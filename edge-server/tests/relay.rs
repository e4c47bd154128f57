//! End-to-end relay tests over real WebSocket connections.

use edge_types::GroupId;
use futures_util::{SinkExt, StreamExt};
use std::net::SocketAddr;
use std::sync::Arc;
use std::time::Duration;
use tokio::net::{TcpListener, TcpStream};
use tokio_tungstenite::tungstenite::Message;
use tokio_tungstenite::{connect_async, MaybeTlsStream, WebSocketStream};
use xmcl_edge_server::config::Config;
use xmcl_edge_server::http::build_router;
use xmcl_edge_server::server::{EdgeMetrics, EdgeServer};
use xmcl_edge_server::storage::{SqliteStore, TranslationStore};
use xmcl_edge_server::translation::TranslationPipeline;

type Client = WebSocketStream<MaybeTlsStream<TcpStream>>;

async fn start_server() -> (SocketAddr, Arc<EdgeServer>) {
    let config = Config::default();
    let store: Arc<dyn TranslationStore> = Arc::new(SqliteStore::in_memory().await.unwrap());
    let metrics = Arc::new(EdgeMetrics::default());
    let (pipeline, _jobs) = TranslationPipeline::new(store.clone(), metrics.clone(), 8);
    let server = Arc::new(EdgeServer::new(config, store, pipeline, metrics));

    let listener = TcpListener::bind("127.0.0.1:0").await.unwrap();
    let addr = listener.local_addr().unwrap();
    let app = build_router(server.clone());
    tokio::spawn(async move {
        axum::serve(listener, app).await.unwrap();
    });

    (addr, server)
}

/// Connect and wait until the session has joined the group.
async fn join(addr: SocketAddr, server: &EdgeServer, group: &str, query: &str) -> Client {
    let id = GroupId::new(group).unwrap();
    let before = server.groups().member_count(&id);

    let (ws, _) = connect_async(format!("ws://{}/group/{}{}", addr, group, query))
        .await
        .unwrap();

    tokio::time::timeout(Duration::from_secs(5), async {
        while server.groups().member_count(&id) <= before {
            tokio::time::sleep(Duration::from_millis(5)).await;
        }
    })
    .await
    .expect("session never joined the group");

    ws
}

/// Next text or binary frame, skipping transport keepalives.
async fn next_frame(ws: &mut Client) -> Message {
    tokio::time::timeout(Duration::from_secs(5), async {
        loop {
            match ws.next().await {
                Some(Ok(Message::Ping(_) | Message::Pong(_))) => continue,
                Some(Ok(message)) => return message,
                other => panic!("socket ended: {:?}", other),
            }
        }
    })
    .await
    .expect("timed out waiting for a frame")
}

async fn assert_silent(ws: &mut Client) {
    let result = tokio::time::timeout(Duration::from_millis(200), ws.next()).await;
    assert!(result.is_err(), "unexpected frame: {:?}", result);
}

#[tokio::test]
async fn text_is_broadcast_but_not_echoed() {
    let (addr, server) = start_server().await;
    let mut alice = join(addr, &server, "lobby", "").await;
    let mut bob = join(addr, &server, "lobby", "").await;

    alice.send(Message::Text("hello".into())).await.unwrap();
    assert_eq!(next_frame(&mut bob).await, Message::Text("hello".into()));

    bob.send(Message::Text("ack".into())).await.unwrap();
    assert_eq!(next_frame(&mut alice).await, Message::Text("ack".into()));

    assert_silent(&mut alice).await;
    assert_silent(&mut bob).await;
}

#[tokio::test]
async fn groups_are_isolated() {
    let (addr, server) = start_server().await;
    let mut alice = join(addr, &server, "red", "").await;
    let mut bob = join(addr, &server, "blue", "").await;

    alice.send(Message::Text("red only".into())).await.unwrap();
    assert_silent(&mut bob).await;
}

#[tokio::test]
async fn receiver_targets_one_client() {
    let (addr, server) = start_server().await;
    let mut alice = join(addr, &server, "room", "").await;
    let mut bob = join(addr, &server, "room", "?client=bob").await;
    let mut carol = join(addr, &server, "room", "?client=carol").await;

    let targeted = r#"{"type":"offer","receiver":"bob"}"#;
    alice.send(Message::Text(targeted.into())).await.unwrap();
    assert_eq!(next_frame(&mut bob).await, Message::Text(targeted.into()));

    let open = r#"{"type":"hello"}"#;
    alice.send(Message::Text(open.into())).await.unwrap();
    assert_eq!(next_frame(&mut bob).await, Message::Text(open.into()));
    // Carol never saw the offer; her first frame is the open message.
    assert_eq!(next_frame(&mut carol).await, Message::Text(open.into()));
}

#[tokio::test]
async fn sender_field_identifies_connection() {
    let (addr, server) = start_server().await;
    let mut alice = join(addr, &server, "room", "").await;
    let mut dave = join(addr, &server, "room", "").await;

    dave.send(Message::Text(r#"{"sender":"dave"}"#.into())).await.unwrap();
    next_frame(&mut alice).await;

    alice
        .send(Message::Text(r#"{"receiver":"erin"}"#.into()))
        .await
        .unwrap();
    assert_silent(&mut dave).await;

    alice
        .send(Message::Text(r#"{"receiver":"dave"}"#.into()))
        .await
        .unwrap();
    assert_eq!(
        next_frame(&mut dave).await,
        Message::Text(r#"{"receiver":"dave"}"#.into())
    );
}

#[tokio::test]
async fn binary_ping_gets_pong_and_identity_is_relayed() {
    let (addr, server) = start_server().await;
    let mut alice = join(addr, &server, "room", "").await;
    let mut bob = join(addr, &server, "room", "").await;

    let identity: Vec<u8> = (0x00..0x10).collect();
    let mut ping = identity.clone();
    ping.extend_from_slice(&12345.0_f64.to_be_bytes());
    alice.send(Message::Binary(ping)).await.unwrap();

    let pong = next_frame(&mut alice).await;
    let Message::Text(text) = pong else {
        panic!("expected text pong, got {:?}", pong);
    };
    let json: serde_json::Value = serde_json::from_str(&text).unwrap();
    assert_eq!(json, serde_json::json!({ "type": "PONG", "timestamp": 12345 }));

    assert_eq!(next_frame(&mut bob).await, Message::Binary(identity));
    assert_silent(&mut alice).await;
}

#[tokio::test]
async fn binary_identity_targets_delivery() {
    let (addr, server) = start_server().await;
    let mut alice = join(addr, &server, "room", "").await;
    let mut bob = join(addr, &server, "room", "").await;

    let identity: Vec<u8> = vec![
        0x00, 0x11, 0x22, 0x33, 0x44, 0x55, 0x66, 0x77, 0x88, 0x99, 0xaa, 0xbb, 0xcc, 0xdd, 0xee,
        0xff,
    ];
    bob.send(Message::Binary(identity.clone())).await.unwrap();
    assert_eq!(next_frame(&mut alice).await, Message::Binary(identity));

    let targeted = r#"{"receiver":"00112233-4455-6677-8899-aabbccddeeff"}"#;
    alice.send(Message::Text(targeted.into())).await.unwrap();
    assert_eq!(next_frame(&mut bob).await, Message::Text(targeted.into()));
}

#[tokio::test]
async fn closing_last_member_removes_group() {
    let (addr, server) = start_server().await;
    let mut alice = join(addr, &server, "ephemeral", "").await;
    assert_eq!(server.groups().total_groups(), 1);

    alice.close(None).await.unwrap();

    tokio::time::timeout(Duration::from_secs(5), async {
        while server.groups().total_groups() > 0 {
            tokio::time::sleep(Duration::from_millis(5)).await;
        }
    })
    .await
    .expect("group was never removed");
    assert_eq!(server.groups().total_connections(), 0);
}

Work instructions:
Once more, write out all the data above exactly as given.

Exercise answer:
filename edge-server/tests/relay.rs
repository e4c47bd154128f57
//! End-to-end relay tests over real WebSocket connections.

use edge_types::GroupId;
use futures_util::{SinkExt, StreamExt};
use std::net::SocketAddr;
use std::sync::Arc;
use std::time::Duration;
use tokio::net::{TcpListener, TcpStream};
use tokio_tungstenite::tungstenite::Message;
use tokio_tungstenite::{connect_async, MaybeTlsStream, WebSocketStream};
use xmcl_edge_server::config::Config;
use xmcl_edge_server::http::build_router;
use xmcl_edge_server::server::{EdgeMetrics, EdgeServer};
use xmcl_edge_server::storage::{SqliteStore, TranslationStore};
use xmcl_edge_server::translation::TranslationPipeline;

type Client = WebSocketStream<MaybeTlsStream<TcpStream>>;

async fn start_server() -> (SocketAddr, Arc<EdgeServer>) {
    let config = Config::default();
    let store: Arc<dyn TranslationStore> = Arc::new(SqliteStore::in_memory().await.unwrap());
    let metrics = Arc::new(EdgeMetrics::default());
    let (pipeline, _jobs) = TranslationPipeline::new(store.clone(), metrics.clone(), 8);
    let server = Arc::new(EdgeServer::new(config, store, pipeline, metrics));

    let listener = TcpListener::bind("127.0.0.1:0").await.unwrap();
    let addr = listener.local_addr().unwrap();
    let app = build_router(server.clone());
    tokio::spawn(async move {
        axum::serve(listener, app).await.unwrap();
    });

    (addr, server)
}

/// Connect and wait until the session has joined the group.
async fn join(addr: SocketAddr, server: &EdgeServer, group: &str, query: &str) -> Client {
    let id = GroupId::new(group).unwrap();
    let before = server.groups().member_count(&id);

    let (ws, _) = connect_async(format!("ws://{}/group/{}{}", addr, group, query))
        .await
        .unwrap();

    tokio::time::timeout(Duration::from_secs(5), async {
        while server.groups().member_count(&id) <= before {
            tokio::time::sleep(Duration::from_millis(5)).await;
        }
    })
    .await
    .expect("session never joined the group");

    ws
}

/// Next text or binary frame, skipping transport keepalives.
async fn next_frame(ws: &mut Client) -> Message {
    tokio::time::timeout(Duration::from_secs(5), async {
        loop {
            match ws.next().await {
                Some(Ok(Message::Ping(_) | Message::Pong(_))) => continue,
                Some(Ok(message)) => return message,
                other => panic!("socket ended: {:?}", other),
            }
        }
    })
    .await
    .expect("timed out waiting for a frame")
}

async fn assert_silent(ws: &mut Client) {
    let result = tokio::time::timeout(Duration::from_millis(200), ws.next()).await;
    assert!(result.is_err(), "unexpected frame: {:?}", result);
}

#[tokio::test]
async fn text_is_broadcast_but_not_echoed() {
    let (addr, server) = start_server().await;
    let mut alice = join(addr, &server, "lobby", "").await;
    let mut bob = join(addr, &server, "lobby", "").await;

    alice.send(Message::Text("hello".into())).await.unwrap();
    assert_eq!(next_frame(&mut bob).await, Message::Text("hello".into()));

    bob.send(Message::Text("ack".into())).await.unwrap();
    assert_eq!(next_frame(&mut alice).await, Message::Text("ack".into()));

    assert_silent(&mut alice).await;
    assert_silent(&mut bob).await;
}

#[tokio::test]
async fn groups_are_isolated() {
    let (addr, server) = start_server().await;
    let mut alice = join(addr, &server, "red", "").await;
    let mut bob = join(addr, &server, "blue", "").await;

    alice.send(Message::Text("red only".into())).await.unwrap();
    assert_silent(&mut bob).await;
}

#[tokio::test]
async fn receiver_targets_one_client() {
    let (addr, server) = start_server().await;
    let mut alice = join(addr, &server, "room", "").await;
    let mut bob = join(addr, &server, "room", "?client=bob").await;
    let mut carol = join(addr, &server, "room", "?client=carol").await;

    let targeted = r#"{"type":"offer","receiver":"bob"}"#;
    alice.send(Message::Text(targeted.into())).await.unwrap();
    assert_eq!(next_frame(&mut bob).await, Message::Text(targeted.into()));

    let open = r#"{"type":"hello"}"#;
    alice.send(Message::Text(open.into())).await.unwrap();
    assert_eq!(next_frame(&mut bob).await, Message::Text(open.into()));
    // Carol never saw the offer; her first frame is the open message.
    assert_eq!(next_frame(&mut carol).await, Message::Text(open.into()));
}

#[tokio::test]
async fn sender_field_identifies_connection() {
    let (addr, server) = start_server().await;
    let mut alice = join(addr, &server, "room", "").await;
    let mut dave = join(addr, &server, "room", "").await;

    dave.send(Message::Text(r#"{"sender":"dave"}"#.into())).await.unwrap();
    next_frame(&mut alice).await;

    alice
        .send(Message::Text(r#"{"receiver":"erin"}"#.into()))
        .await
        .unwrap();
    assert_silent(&mut dave).await;

    alice
        .send(Message::Text(r#"{"receiver":"dave"}"#.into()))
        .await
        .unwrap();
    assert_eq!(
        next_frame(&mut dave).await,
        Message::Text(r#"{"receiver":"dave"}"#.into())
    );
}

#[tokio::test]
async fn binary_ping_gets_pong_and_identity_is_relayed() {
    let (addr, server) = start_server().await;
    let mut alice = join(addr, &server, "room", "").await;
    let mut bob = join(addr, &server, "room", "").await;

    let identity: Vec<u8> = (0x00..0x10).collect();
    let mut ping = identity.clone();
    ping.extend_from_slice(&12345.0_f64.to_be_bytes());
    alice.send(Message::Binary(ping)).await.unwrap();

    let pong = next_frame(&mut alice).await;
    let Message::Text(text) = pong else {
        panic!("expected text pong, got {:?}", pong);
    };
    let json: serde_json::Value = serde_json::from_str(&text).unwrap();
    assert_eq!(json, serde_json::json!({ "type": "PONG", "timestamp": 12345 }));

    assert_eq!(next_frame(&mut bob).await, Message::Binary(identity));
    assert_silent(&mut alice).await;
}

#[tokio::test]
async fn binary_identity_targets_delivery() {
    let (addr, server) = start_server().await;
    let mut alice = join(addr, &server, "room", "").await;
    let mut bob = join(addr, &server, "room", "").await;

    let identity: Vec<u8> = vec![
        0x00, 0x11, 0x22, 0x33, 0x44, 0x55, 0x66, 0x77, 0x88, 0x99, 0xaa, 0xbb, 0xcc, 0xdd, 0xee,
        0xff,
    ];
    bob.send(Message::Binary(identity.clone())).await.unwrap();
    assert_eq!(next_frame(&mut alice).await, Message::Binary(identity));

    let targeted = r#"{"receiver":"00112233-4455-6677-8899-aabbccddeeff"}"#;
    alice.send(Message::Text(targeted.into())).await.unwrap();
    assert_eq!(next_frame(&mut bob).await, Message::Text(targeted.into()));
}

#[tokio::test]
async fn closing_last_member_removes_group() {
    let (addr, server) = start_server().await;
    let mut alice = join(addr, &server, "ephemeral", "").await;
    assert_eq!(server.groups().total_groups(), 1);

    alice.close(None).await.unwrap();

    tokio::time::timeout(Duration::from_secs(5), async {
        while server.groups().total_groups() > 0 {
            tokio::time::sleep(Duration::from_millis(5)).await;
        }
    })
    .await
    .expect("group was never removed");
    assert_eq!(server.groups().total_connections(), 0);
}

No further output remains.